Certain liver diseases have been associated with depletion of glutathione (GSH), the major antioxidant in the liver. A recent report about Gclc(h/h) mice with a hepatocyte-specific ablation of Gclc (the gene encoding the catalytic subunit of the rate-limiting enzyme in GSH synthesis) has shown an essential role of GSH in hepatic function. Gclc(h/h) mice develop severe steatosis and die of liver failure within one month, due to ~95% depletion of hepatic GSH; mitochondria are the major affected organelles, displaying abnormal ultrastructure and impaired functioning.

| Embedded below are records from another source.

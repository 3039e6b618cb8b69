//! Database operations for the marketplace `PostgreSQL`.
//!
//! # Schema: `marketplace`
//!
//! ## Tables
//!
//! - `user` - Sellers and administrators (roles as a `TEXT[]`, favorites as a `UUID[]`)
//! - `item` - Listings with moderation status, images, and a generated search vector
//!
//! # Migrations
//!
//! Migrations are stored in `crates/api/migrations/` and run via:
//! ```bash
//! cargo run -p tradepost-cli -- migrate
//! ```
//!
//! Queries use the runtime sqlx API (`query_as`/`QueryBuilder`) so the
//! workspace builds without a live database; rows are converted into domain
//! models with `TryFrom`, where stored enums and role strings are parsed.

pub mod items;
pub mod users;

use std::time::Duration;

use secrecy::ExposeSecret;
use sqlx::PgPool;
use sqlx::postgres::PgPoolOptions;
use thiserror::Error;

pub use items::{ItemChanges, ItemFilter, ItemRepository, QueryScope, TextQuery, TransitionError};
pub use users::UserRepository;

/// Errors that can occur during repository operations.
#[derive(Debug, Error)]
pub enum RepositoryError {
    /// Database error from sqlx.
    #[error("database error: {0}")]
    Database(#[from] sqlx::Error),

    /// Data in the database is corrupted or invalid.
    #[error("data corruption: {0}")]
    DataCorruption(String),

    /// Requested entity was not found.
    #[error("not found")]
    NotFound,

    /// Constraint violation (e.g., unique email).
    #[error("constraint violation: {0}")]
    Conflict(String),
}

/// Create a `PostgreSQL` connection pool with sensible defaults.
///
/// # Arguments
///
/// * `database_url` - `PostgreSQL` connection string (wrapped in `SecretString`)
///
/// # Errors
///
/// Returns `sqlx::Error` if the connection cannot be established.
pub async fn create_pool(database_url: &secrecy::SecretString) -> Result<PgPool, sqlx::Error> {
    PgPoolOptions::new()
        .max_connections(10)
        .min_connections(2)
        .acquire_timeout(Duration::from_secs(10))
        .connect(database_url.expose_secret())
        .await
}
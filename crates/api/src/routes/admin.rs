//! Admin route handlers: unfiltered dumps and role mutation.

use axum::Json;
use axum::extract::{Path, Query, State};
use axum::response::IntoResponse;

use tradepost_core::{Pagination, Role, UserId};

use crate::db::{ItemFilter, ItemRepository, QueryScope, UserRepository};
use crate::error::Result;
use crate::middleware::{RequireAdmin, RequireSuperAdmin};
use crate::models::{ItemPayload, UserPayload};
use crate::response::ApiResponse;
use crate::routes::items::PageQuery;
use crate::state::AppState;

/// Every listing regardless of status, newest first.
pub async fn all_items(
    State(state): State<AppState>,
    RequireAdmin(_admin): RequireAdmin,
    Query(query): Query<PageQuery>,
) -> Result<impl IntoResponse> {
    let page = query.page_params();
    let filter = ItemFilter::scoped(QueryScope::All);

    let (items, total) = ItemRepository::new(state.pool()).list(&filter, page).await?;

    let payloads: Vec<ItemPayload> = items.into_iter().map(ItemPayload::from).collect();

    Ok(Json(ApiResponse::paginated(
        "All items fetched successfully",
        payloads,
        Pagination::new(page, total),
    )))
}

/// Every user, newest first. Payloads never include credential material.
pub async fn all_users(
    State(state): State<AppState>,
    RequireAdmin(_admin): RequireAdmin,
    Query(query): Query<PageQuery>,
) -> Result<impl IntoResponse> {
    let page = query.page_params();

    let (users, total) = UserRepository::new(state.pool()).list(page).await?;

    let payloads: Vec<UserPayload> = users.into_iter().map(UserPayload::from).collect();

    Ok(Json(ApiResponse::paginated(
        "All users fetched successfully",
        payloads,
        Pagination::new(page, total),
    )))
}

/// Grant the ADMIN role (idempotent set insert).
pub async fn make_admin(
    State(state): State<AppState>,
    RequireSuperAdmin(admin): RequireSuperAdmin,
    Path(id): Path<UserId>,
) -> Result<impl IntoResponse> {
    UserRepository::new(state.pool())
        .grant_role(id, Role::Admin)
        .await?;

    tracing::info!(user_id = %id, granted_by = %admin.id, "admin role granted");

    Ok(Json(ApiResponse::message(
        "User role updated to admin successfully",
    )))
}

/// Revoke the ADMIN role; refuses to leave the user roleless.
pub async fn remove_admin(
    State(state): State<AppState>,
    RequireSuperAdmin(admin): RequireSuperAdmin,
    Path(id): Path<UserId>,
) -> Result<impl IntoResponse> {
    UserRepository::new(state.pool())
        .revoke_role(id, Role::Admin)
        .await?;

    tracing::info!(user_id = %id, revoked_by = %admin.id, "admin role revoked");

    Ok(Json(ApiResponse::message(
        "User admin role removed successfully",
    )))
}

Gclc(h/h) mice were fed with L-N-acetylcysteine (NAC; 10 g/L) in drinking water, starting at postnatal day 18.

Gclc(h/h) mice were rescued by use of NAC supplementation, and survived until adulthood. NAC replenished the mitochondrial GSH pool and attenuated mitochondrial damage, with accompanying diminished hepatic steatosis; however, abnormal liver biochemical tests, hepatocyte death, and hepatic oxidative stress persisted in the rescued mice. At 50 days of age, the liver from rescued Gclc(h/h) mice started to display characteristics of fibrosis and at age 120 days, macronodular cirrhosis was observed. Immunohistostaining for liver-specific markers as well as the expression profile of hepatic cytokines indicated that the repopulation of hepatocytes in the cirrhotic nodules involved the expansion of oval cells.

Replenishment of mitochondrial GSH and restoration of mitochondrial function by NAC prevents mortality caused by the loss of hepatocyte GSH de novo synthesis, allowing steatosis to progress to a chronic stage. Thus, with NAC supplementation, Gclc(h/h) mice provide a model for the development of liver fibrosis and cirrhosis.